Dr. Dobb's | CUDA, Supercomputing for the Masses: Part 6

CUDA, Supercomputing for the Masses: Part 6

Global memory and the CUDA profiler

July 25, 2008
URL:http://www.drdobbs.com/tools/cuda-supercomputing-for-the-masses-part/209601096

In Part 5 of this article series on CUDA (short for "Compute Unified Device Architecture"), I discussed memory performance and the use of shared memory in reverseArray_multiblock_fast.cu. In this installment, I examine global memory using the CUDA profiler

Astute readers of this series timed the two versions of the reverse array example discussed in Part 4 and Part 5 and were puzzled about how the shared memory version is faster than the global memory version. Recall that the shared memory version, reverseArray_multiblock_fast.cu, kernel copies array data from the global memory to the shared memory, then back to global memory while the slower kernel, reverseArray_multiblock.cu, only copies data from global memory to global memory.
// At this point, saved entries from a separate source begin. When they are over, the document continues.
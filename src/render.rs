//! The output pixel assembler.
//!
//! [`MonoImage`] owns one image worth of modality data plus the current
//! transform state (window or VOI LUT, presentation LUT, display
//! function, polarity, overlays) and renders device-ready frames from it.
//! Rendering is lazy: changing any parameter only invalidates the cached
//! output, the next access recomputes it.

use std::sync::Arc;

use tracing::{debug, warn};

use crate::display::DisplayFunction;
use crate::lut::LookupTable;
use crate::modality::{ModalityData, ModalityTransform};
use crate::overlay::{apply_overlays, OverlayGroup, OverlayMode, OverlayPlane};
use crate::pixel::{
    maxval, with_output, with_samples, OutputBuffer, MAX_TABLE_ENTRY_COUNT, WIDTH_OF_PVALUES,
};
use crate::unpack::{PixelDescription, SampleData};
use crate::voi::{
    render_frame, FrameParams, PresentationLutShape, VoiLutFunction, VoiMode, Window,
};
use crate::{
    BufferTooSmallSnafu, Error, FrameOutOfRangeSnafu, NotSupportedSnafu, UnsupportedBitDepthSnafu,
};
use snafu::ensure;

/// Description of a monochrome image as read from its data set.
#[derive(Debug, Clone)]
pub struct ImageDescription {
    /// The image width in pixels.
    pub columns: u16,
    /// The image height in pixels.
    pub rows: u16,
    /// The number of frames.
    pub frames: u32,
    /// Whether the photometric interpretation is MONOCHROME1
    /// (lowest sample value is intended to be white).
    pub monochrome1: bool,
    /// How samples are packed in the raw pixel data.
    pub pixel: PixelDescription,
}

/// Output polarity.
#[derive(Debug, Copy, Clone, Eq, PartialEq, Hash)]
pub enum Polarity {
    /// Output follows the photometric interpretation.
    Normal,
    /// Output polarity is reversed.
    Reverse,
}

/// Which bounds [`MonoImage::min_max_values`] reports.
#[derive(Debug, Copy, Clone, Eq, PartialEq, Hash)]
pub enum MinMaxMode {
    /// The bounds observed in the modality data.
    Observed,
    /// The absolute bounds representable with the modality bit depth.
    Absolute,
}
Since global memory performance is between 100x-150x slower than shared memory, shouldn't the significantly slower global memory performance dominate the runtime of both examples? Why is the shared memory version faster?

Answering this question requires understanding more about global memory plus the use of additional tools from the CUDA development environment -- specifically the CUDA profiler. Profiling CUDA software is fast and easy, as both the text and visual versions of the profiler read hardware profile counters on CUDA-enabled devices. Enabling text profiling is as easy as setting the environmental variables that start and control the profiler. Using the visual profiler is equally easy: Just start cudaprof and start clicking in the GUI. Profiling provides valuable insight. The collection of profile events is handled entirely by hardware within CUDA enabled devices. However, profiled kernels are no longer asynchronous. Reporting of results to the host only occurs after each kernel completes, which minimizes any communications impact.

Global Memory

Understanding how to efficiently use global memory is an essential requirement to becoming an adept CUDA programmer. Following is a brief discussion about global memory that should be sufficient to understand the performance difference between reverseArray_multiblock.cu and reverseArray_multiblock_fast.cu. Future columns will, of necessity, continue to explore efficient uses of global memory. In the meantime, a detailed discussion on global memory, with illustrations, can be found in Section 5.1.2.1 of the CUDA Programming Guide.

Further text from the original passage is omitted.